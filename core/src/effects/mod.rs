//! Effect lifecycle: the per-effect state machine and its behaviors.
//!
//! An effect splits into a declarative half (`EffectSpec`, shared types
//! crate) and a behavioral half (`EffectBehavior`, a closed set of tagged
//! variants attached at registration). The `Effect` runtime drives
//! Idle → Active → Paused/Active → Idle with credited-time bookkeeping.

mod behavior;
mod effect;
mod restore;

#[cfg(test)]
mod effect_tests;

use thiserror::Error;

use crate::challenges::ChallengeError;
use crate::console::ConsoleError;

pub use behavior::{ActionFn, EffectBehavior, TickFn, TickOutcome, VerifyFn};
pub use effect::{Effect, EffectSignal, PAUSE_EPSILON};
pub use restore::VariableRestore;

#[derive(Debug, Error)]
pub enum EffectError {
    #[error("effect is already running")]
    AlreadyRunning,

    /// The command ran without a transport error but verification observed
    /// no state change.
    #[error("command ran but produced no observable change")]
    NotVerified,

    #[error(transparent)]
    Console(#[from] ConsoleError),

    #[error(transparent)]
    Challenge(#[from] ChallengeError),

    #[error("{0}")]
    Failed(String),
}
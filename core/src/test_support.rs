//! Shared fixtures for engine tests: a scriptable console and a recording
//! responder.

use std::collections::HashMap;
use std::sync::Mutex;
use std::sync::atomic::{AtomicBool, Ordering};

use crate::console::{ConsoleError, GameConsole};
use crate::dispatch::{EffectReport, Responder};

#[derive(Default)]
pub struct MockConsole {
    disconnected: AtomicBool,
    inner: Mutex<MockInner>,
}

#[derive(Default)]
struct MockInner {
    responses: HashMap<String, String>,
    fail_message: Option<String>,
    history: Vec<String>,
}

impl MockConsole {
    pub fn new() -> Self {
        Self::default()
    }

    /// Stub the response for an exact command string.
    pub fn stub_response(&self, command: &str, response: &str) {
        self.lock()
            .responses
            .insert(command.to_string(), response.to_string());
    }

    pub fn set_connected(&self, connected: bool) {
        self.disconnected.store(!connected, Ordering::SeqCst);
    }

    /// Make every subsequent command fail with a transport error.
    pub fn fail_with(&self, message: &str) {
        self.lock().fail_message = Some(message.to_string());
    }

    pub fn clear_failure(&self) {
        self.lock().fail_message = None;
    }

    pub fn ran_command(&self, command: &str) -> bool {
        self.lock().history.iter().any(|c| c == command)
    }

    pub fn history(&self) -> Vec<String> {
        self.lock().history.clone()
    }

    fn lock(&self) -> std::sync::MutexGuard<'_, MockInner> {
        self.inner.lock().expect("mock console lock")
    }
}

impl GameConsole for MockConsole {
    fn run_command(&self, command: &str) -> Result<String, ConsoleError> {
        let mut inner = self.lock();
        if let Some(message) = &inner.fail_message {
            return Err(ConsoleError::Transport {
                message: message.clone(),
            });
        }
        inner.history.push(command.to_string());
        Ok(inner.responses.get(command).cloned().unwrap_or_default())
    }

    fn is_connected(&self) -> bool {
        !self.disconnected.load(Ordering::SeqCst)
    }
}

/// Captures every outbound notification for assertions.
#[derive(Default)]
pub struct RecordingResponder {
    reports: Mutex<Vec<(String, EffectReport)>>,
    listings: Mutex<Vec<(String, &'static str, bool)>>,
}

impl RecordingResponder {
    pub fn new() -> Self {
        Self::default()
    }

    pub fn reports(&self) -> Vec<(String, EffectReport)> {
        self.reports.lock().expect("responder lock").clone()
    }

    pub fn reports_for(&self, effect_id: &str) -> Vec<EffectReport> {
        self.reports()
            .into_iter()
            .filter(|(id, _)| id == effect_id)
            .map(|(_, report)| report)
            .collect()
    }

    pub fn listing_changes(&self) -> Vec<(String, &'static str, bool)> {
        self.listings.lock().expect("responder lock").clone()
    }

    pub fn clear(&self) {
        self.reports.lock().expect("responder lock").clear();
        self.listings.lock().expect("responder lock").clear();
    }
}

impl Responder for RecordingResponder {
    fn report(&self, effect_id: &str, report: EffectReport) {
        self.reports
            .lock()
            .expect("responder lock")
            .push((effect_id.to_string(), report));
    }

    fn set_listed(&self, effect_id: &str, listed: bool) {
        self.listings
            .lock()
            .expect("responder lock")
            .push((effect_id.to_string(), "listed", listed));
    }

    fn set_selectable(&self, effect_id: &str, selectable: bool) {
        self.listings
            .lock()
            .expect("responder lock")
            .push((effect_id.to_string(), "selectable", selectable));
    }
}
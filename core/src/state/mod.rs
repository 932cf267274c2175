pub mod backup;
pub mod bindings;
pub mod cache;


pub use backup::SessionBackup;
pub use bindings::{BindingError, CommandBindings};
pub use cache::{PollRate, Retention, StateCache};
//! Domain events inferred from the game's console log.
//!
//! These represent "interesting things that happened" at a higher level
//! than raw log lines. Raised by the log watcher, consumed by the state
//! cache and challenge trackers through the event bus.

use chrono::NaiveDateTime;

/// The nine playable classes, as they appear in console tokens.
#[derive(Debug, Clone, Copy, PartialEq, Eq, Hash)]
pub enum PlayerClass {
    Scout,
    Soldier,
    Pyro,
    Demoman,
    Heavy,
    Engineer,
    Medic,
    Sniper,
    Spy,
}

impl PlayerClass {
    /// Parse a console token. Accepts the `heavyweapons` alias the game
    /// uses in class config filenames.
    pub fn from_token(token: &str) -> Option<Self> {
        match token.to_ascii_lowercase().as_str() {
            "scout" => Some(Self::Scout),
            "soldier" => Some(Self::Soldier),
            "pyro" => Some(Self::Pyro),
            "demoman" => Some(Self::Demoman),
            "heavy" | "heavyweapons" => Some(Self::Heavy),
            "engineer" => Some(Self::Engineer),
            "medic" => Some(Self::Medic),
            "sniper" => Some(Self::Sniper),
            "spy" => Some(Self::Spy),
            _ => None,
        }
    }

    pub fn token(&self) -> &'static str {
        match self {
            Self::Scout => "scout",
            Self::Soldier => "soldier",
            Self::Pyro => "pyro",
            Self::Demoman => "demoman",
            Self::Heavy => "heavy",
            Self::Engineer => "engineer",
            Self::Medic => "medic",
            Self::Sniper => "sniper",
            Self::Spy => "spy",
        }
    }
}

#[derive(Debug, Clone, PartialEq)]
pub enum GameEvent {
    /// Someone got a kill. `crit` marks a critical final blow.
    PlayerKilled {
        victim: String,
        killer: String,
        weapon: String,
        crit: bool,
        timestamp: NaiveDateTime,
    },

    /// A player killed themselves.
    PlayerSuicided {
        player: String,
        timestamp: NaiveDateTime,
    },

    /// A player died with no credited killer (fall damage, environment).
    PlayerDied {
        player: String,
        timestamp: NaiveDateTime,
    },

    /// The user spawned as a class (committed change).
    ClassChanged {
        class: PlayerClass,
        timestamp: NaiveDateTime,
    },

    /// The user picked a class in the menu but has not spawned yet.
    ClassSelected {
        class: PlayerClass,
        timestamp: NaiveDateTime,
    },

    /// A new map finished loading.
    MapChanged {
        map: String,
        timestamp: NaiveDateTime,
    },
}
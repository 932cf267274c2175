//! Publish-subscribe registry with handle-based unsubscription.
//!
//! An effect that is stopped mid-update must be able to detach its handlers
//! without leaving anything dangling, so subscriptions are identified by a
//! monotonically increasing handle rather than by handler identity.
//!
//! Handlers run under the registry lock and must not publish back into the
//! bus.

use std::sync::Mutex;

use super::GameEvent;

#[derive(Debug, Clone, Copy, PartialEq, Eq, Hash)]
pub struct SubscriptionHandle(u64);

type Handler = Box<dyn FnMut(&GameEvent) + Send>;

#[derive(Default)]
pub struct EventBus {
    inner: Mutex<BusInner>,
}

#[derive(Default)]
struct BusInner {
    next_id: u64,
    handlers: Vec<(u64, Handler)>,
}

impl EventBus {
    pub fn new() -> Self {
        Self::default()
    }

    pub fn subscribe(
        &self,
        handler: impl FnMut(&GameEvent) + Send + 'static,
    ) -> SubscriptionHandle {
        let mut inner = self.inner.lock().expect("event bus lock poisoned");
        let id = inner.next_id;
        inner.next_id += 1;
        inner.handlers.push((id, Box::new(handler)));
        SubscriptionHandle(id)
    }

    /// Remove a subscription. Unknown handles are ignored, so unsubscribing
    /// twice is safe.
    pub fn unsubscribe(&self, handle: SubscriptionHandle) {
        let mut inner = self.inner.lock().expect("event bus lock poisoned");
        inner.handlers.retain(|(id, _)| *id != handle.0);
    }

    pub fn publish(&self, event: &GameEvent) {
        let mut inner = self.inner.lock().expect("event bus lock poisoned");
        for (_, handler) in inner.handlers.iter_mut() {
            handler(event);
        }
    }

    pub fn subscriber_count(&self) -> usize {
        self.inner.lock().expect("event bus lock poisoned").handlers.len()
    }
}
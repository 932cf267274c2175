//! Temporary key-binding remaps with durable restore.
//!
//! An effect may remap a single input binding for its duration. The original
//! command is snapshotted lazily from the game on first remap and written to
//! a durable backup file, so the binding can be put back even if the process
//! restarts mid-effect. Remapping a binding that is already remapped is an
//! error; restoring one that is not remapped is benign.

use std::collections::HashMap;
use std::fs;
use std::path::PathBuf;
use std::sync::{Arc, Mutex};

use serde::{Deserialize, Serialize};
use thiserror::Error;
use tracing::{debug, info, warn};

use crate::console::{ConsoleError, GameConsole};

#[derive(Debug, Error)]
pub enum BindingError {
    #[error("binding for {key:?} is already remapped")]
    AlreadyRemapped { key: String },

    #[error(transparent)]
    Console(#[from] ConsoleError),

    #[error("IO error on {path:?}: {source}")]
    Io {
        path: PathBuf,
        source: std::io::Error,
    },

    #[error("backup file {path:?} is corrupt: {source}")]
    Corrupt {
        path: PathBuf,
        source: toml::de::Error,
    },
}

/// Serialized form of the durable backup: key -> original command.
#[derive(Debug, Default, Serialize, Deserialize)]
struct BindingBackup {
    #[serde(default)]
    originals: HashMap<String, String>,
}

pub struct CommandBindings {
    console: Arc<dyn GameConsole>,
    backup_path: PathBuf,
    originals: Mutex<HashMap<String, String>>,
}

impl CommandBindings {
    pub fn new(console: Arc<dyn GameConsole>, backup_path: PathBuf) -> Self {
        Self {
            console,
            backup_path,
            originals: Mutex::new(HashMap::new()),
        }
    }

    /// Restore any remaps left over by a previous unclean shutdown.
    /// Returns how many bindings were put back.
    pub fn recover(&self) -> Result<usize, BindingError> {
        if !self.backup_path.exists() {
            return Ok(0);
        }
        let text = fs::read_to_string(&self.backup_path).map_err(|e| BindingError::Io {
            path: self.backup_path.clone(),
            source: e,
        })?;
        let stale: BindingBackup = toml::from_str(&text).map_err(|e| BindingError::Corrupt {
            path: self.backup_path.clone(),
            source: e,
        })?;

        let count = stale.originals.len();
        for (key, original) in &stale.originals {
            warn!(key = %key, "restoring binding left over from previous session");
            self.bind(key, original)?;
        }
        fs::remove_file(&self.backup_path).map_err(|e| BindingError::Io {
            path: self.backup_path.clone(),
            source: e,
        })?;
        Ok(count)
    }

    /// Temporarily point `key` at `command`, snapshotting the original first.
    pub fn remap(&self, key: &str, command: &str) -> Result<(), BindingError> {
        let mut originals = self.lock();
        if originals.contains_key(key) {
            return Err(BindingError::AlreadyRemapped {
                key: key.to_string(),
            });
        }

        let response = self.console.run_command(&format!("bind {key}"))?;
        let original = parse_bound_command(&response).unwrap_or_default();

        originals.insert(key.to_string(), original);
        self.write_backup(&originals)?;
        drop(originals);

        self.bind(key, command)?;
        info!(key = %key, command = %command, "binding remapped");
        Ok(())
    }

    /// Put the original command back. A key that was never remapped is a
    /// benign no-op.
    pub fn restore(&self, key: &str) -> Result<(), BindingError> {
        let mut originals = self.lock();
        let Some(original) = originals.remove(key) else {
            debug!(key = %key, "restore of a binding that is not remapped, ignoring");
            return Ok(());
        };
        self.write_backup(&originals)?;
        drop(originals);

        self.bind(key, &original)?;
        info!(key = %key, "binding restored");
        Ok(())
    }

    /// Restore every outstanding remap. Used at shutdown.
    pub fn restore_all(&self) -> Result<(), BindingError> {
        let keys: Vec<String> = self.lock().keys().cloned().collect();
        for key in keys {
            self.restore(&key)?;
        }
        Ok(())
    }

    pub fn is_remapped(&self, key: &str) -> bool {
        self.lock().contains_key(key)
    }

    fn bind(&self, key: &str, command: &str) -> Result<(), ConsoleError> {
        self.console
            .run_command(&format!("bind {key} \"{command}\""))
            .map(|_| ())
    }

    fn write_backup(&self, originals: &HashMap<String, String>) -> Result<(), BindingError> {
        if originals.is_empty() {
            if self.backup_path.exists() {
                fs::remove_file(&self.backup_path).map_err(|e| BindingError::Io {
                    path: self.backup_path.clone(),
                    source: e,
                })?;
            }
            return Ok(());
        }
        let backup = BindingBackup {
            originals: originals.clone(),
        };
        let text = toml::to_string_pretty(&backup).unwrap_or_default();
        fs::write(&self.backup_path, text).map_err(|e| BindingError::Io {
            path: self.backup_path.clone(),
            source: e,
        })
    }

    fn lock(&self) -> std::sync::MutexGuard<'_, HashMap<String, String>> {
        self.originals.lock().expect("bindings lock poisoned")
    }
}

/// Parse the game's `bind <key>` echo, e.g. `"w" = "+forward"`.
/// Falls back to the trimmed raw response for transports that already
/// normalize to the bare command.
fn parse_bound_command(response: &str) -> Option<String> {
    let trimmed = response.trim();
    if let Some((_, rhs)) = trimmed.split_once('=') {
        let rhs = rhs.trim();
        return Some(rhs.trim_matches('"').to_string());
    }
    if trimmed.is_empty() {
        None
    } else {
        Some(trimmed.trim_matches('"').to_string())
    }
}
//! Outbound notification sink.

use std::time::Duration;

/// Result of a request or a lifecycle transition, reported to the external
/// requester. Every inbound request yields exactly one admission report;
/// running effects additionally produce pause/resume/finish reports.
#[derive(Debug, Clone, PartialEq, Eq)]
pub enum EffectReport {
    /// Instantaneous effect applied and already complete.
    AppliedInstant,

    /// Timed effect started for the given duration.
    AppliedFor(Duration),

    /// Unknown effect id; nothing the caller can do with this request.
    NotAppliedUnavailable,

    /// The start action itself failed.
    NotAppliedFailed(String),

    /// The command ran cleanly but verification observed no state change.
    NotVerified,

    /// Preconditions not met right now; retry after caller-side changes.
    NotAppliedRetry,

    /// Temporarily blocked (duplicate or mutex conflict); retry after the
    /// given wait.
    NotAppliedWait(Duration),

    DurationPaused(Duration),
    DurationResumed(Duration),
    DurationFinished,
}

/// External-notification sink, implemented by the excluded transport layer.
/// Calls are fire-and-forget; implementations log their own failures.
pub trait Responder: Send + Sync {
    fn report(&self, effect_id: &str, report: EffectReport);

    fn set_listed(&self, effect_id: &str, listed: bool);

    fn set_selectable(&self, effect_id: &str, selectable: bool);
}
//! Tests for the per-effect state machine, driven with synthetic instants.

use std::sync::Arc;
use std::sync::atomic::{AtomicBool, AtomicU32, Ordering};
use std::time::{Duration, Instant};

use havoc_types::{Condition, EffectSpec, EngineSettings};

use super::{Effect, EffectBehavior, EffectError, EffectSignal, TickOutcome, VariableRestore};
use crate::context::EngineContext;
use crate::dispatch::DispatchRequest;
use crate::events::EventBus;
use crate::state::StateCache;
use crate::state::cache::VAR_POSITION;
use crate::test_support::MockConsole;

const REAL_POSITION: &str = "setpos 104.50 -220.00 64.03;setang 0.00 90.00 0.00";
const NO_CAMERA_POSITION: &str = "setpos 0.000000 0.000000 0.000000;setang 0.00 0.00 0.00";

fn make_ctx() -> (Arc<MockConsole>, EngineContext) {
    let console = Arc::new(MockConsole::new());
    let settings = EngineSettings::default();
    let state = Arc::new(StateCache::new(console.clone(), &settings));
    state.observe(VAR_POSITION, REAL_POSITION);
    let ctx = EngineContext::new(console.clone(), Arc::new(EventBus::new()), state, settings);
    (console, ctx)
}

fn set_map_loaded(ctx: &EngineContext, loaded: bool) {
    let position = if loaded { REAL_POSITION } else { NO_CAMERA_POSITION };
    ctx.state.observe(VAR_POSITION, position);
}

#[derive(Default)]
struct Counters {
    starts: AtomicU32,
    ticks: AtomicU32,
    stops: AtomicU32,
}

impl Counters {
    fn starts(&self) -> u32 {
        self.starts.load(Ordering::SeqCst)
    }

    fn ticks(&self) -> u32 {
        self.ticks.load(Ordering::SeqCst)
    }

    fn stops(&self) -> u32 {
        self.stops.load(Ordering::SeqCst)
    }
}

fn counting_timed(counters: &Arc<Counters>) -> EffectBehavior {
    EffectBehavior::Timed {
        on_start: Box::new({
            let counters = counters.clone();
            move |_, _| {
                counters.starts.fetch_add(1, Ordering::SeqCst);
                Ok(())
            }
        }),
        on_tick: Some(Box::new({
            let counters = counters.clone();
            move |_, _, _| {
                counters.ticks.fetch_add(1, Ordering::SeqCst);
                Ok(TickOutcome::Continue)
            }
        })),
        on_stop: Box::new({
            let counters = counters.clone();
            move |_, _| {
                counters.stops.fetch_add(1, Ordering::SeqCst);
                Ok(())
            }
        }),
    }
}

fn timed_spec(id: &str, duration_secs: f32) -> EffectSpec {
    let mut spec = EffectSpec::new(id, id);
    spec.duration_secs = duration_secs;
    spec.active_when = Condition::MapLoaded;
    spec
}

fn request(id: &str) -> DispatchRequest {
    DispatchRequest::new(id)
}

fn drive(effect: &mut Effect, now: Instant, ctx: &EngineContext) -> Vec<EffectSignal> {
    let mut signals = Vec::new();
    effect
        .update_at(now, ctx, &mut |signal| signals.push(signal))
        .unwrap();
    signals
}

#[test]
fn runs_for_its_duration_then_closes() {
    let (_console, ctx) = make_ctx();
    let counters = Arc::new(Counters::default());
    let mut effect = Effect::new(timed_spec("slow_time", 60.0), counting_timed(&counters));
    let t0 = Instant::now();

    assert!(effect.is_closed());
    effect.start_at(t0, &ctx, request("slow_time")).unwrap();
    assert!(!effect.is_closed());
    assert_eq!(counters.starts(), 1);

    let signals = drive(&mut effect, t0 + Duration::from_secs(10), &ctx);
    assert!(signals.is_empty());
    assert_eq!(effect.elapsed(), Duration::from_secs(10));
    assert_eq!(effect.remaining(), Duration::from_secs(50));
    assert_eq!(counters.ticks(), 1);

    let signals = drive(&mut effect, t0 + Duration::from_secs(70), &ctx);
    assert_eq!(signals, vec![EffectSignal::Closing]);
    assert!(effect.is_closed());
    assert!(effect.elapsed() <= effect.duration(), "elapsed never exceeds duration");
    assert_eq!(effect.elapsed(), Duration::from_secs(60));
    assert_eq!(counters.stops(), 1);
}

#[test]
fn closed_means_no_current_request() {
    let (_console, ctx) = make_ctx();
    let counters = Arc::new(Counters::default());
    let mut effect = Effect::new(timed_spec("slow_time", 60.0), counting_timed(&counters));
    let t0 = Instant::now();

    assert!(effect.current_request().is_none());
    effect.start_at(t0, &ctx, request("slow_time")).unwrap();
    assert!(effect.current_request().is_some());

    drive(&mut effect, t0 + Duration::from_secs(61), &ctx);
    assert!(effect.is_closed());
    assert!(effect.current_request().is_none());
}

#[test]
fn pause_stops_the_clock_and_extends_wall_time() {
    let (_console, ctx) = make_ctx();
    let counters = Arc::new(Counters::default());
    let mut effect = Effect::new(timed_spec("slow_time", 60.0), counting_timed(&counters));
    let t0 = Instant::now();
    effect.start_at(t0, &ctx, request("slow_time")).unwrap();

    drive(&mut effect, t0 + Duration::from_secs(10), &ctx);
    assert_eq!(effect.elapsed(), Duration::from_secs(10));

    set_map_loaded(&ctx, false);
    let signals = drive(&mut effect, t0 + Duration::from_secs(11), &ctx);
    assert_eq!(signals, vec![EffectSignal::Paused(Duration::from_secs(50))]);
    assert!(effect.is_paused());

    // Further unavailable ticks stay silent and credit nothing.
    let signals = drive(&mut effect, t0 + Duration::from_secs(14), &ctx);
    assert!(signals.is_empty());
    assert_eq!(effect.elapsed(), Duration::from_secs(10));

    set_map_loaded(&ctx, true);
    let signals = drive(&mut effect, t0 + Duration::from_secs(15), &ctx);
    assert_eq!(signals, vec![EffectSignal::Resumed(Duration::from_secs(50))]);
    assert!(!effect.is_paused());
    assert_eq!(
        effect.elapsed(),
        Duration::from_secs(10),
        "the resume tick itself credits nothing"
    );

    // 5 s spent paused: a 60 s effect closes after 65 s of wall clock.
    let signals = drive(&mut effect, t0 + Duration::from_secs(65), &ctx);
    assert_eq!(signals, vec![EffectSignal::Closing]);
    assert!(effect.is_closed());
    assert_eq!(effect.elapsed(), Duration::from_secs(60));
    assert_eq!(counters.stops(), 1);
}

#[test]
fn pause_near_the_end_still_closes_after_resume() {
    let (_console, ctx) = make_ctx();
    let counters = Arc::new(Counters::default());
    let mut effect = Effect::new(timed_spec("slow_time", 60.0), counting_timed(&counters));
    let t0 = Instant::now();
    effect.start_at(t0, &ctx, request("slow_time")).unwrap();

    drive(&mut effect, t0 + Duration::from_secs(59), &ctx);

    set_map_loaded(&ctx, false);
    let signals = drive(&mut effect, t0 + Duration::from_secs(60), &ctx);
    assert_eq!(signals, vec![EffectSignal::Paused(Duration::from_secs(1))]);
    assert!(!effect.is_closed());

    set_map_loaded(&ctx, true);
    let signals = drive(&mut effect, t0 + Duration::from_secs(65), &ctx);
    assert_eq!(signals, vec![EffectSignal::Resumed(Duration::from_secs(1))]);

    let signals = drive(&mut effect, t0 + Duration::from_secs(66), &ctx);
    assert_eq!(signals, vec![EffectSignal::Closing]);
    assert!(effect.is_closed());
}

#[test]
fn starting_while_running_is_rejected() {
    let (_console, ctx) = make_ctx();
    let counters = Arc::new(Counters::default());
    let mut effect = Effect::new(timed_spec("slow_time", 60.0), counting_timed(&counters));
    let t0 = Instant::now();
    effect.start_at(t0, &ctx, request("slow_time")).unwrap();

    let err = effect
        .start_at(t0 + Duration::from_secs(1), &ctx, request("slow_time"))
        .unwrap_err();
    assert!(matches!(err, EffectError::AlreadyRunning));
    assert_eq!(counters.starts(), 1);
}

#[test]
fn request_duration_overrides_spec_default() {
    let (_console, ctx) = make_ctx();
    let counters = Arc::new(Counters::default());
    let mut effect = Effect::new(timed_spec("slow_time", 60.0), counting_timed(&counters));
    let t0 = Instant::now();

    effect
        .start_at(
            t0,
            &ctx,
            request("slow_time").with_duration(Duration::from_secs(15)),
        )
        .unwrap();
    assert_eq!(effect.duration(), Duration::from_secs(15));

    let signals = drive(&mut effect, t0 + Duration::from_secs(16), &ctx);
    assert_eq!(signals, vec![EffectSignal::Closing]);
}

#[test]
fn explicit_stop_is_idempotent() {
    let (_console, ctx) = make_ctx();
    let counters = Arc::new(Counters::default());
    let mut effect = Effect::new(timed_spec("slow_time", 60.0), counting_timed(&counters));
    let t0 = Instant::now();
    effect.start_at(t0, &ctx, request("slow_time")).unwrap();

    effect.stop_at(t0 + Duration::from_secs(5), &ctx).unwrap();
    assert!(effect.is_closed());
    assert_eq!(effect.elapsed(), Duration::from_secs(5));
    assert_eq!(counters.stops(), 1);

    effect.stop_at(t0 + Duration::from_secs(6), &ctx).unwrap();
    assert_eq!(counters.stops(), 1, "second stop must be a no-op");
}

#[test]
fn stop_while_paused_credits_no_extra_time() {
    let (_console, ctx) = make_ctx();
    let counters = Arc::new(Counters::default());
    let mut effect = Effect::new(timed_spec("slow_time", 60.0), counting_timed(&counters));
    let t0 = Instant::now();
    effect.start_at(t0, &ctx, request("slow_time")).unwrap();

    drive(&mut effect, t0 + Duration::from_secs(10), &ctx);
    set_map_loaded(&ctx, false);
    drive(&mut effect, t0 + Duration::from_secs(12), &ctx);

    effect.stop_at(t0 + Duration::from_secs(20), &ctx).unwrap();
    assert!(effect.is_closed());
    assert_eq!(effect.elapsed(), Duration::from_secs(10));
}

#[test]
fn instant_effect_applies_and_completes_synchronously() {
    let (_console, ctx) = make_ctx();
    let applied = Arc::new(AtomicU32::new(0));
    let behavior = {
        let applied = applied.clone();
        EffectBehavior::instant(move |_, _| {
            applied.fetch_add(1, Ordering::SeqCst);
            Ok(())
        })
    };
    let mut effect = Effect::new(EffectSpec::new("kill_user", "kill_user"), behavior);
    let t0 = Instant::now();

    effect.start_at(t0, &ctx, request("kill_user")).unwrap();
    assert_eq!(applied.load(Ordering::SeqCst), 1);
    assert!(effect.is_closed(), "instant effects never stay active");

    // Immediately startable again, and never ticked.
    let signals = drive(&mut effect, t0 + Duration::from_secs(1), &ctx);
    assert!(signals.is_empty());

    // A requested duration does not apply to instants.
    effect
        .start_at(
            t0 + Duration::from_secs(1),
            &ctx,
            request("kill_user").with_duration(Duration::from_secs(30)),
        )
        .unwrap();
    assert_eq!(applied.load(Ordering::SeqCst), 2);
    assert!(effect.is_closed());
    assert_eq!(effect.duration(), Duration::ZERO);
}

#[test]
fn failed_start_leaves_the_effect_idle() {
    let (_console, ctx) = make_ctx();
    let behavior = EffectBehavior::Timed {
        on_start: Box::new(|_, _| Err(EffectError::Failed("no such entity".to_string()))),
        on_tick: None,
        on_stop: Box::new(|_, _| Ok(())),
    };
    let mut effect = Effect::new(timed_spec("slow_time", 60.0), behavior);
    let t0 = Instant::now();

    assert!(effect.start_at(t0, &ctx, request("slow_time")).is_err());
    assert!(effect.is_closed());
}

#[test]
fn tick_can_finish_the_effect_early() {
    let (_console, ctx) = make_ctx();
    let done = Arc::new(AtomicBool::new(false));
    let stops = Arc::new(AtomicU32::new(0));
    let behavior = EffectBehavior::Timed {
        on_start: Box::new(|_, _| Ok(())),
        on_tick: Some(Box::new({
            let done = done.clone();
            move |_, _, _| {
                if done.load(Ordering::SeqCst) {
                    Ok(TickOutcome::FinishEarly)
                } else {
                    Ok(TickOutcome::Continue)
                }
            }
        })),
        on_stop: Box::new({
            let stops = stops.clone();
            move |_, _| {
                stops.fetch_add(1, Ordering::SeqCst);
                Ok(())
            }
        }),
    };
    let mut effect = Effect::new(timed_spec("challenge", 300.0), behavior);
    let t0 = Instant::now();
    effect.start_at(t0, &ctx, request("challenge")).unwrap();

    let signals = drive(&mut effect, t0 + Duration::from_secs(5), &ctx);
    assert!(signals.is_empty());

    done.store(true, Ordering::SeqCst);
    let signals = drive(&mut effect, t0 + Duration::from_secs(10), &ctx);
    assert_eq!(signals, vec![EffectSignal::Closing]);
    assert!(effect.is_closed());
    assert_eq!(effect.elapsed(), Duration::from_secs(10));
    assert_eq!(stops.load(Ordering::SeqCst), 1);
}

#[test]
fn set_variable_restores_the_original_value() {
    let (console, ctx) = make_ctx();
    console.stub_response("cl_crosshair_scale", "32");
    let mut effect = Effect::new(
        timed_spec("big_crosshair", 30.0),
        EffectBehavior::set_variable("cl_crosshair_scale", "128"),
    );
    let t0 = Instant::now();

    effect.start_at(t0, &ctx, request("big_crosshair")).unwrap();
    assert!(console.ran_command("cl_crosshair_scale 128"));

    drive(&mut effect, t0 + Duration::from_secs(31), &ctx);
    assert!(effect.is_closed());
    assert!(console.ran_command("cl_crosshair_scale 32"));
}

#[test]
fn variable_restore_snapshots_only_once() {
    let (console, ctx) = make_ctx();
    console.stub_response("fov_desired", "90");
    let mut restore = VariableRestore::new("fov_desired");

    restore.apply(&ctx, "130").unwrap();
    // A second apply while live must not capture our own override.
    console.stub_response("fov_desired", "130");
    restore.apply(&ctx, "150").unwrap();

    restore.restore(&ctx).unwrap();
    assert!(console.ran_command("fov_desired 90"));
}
###
Work required: Scan the entries above and show each line that contains the word "listings".

Exercise result:
    listings: Mutex<Vec<(String, &'static str, bool)>>,
        self.listings.lock().expect("responder lock").clone()
        self.listings.lock().expect("responder lock").clear();
        self.listings
        self.listings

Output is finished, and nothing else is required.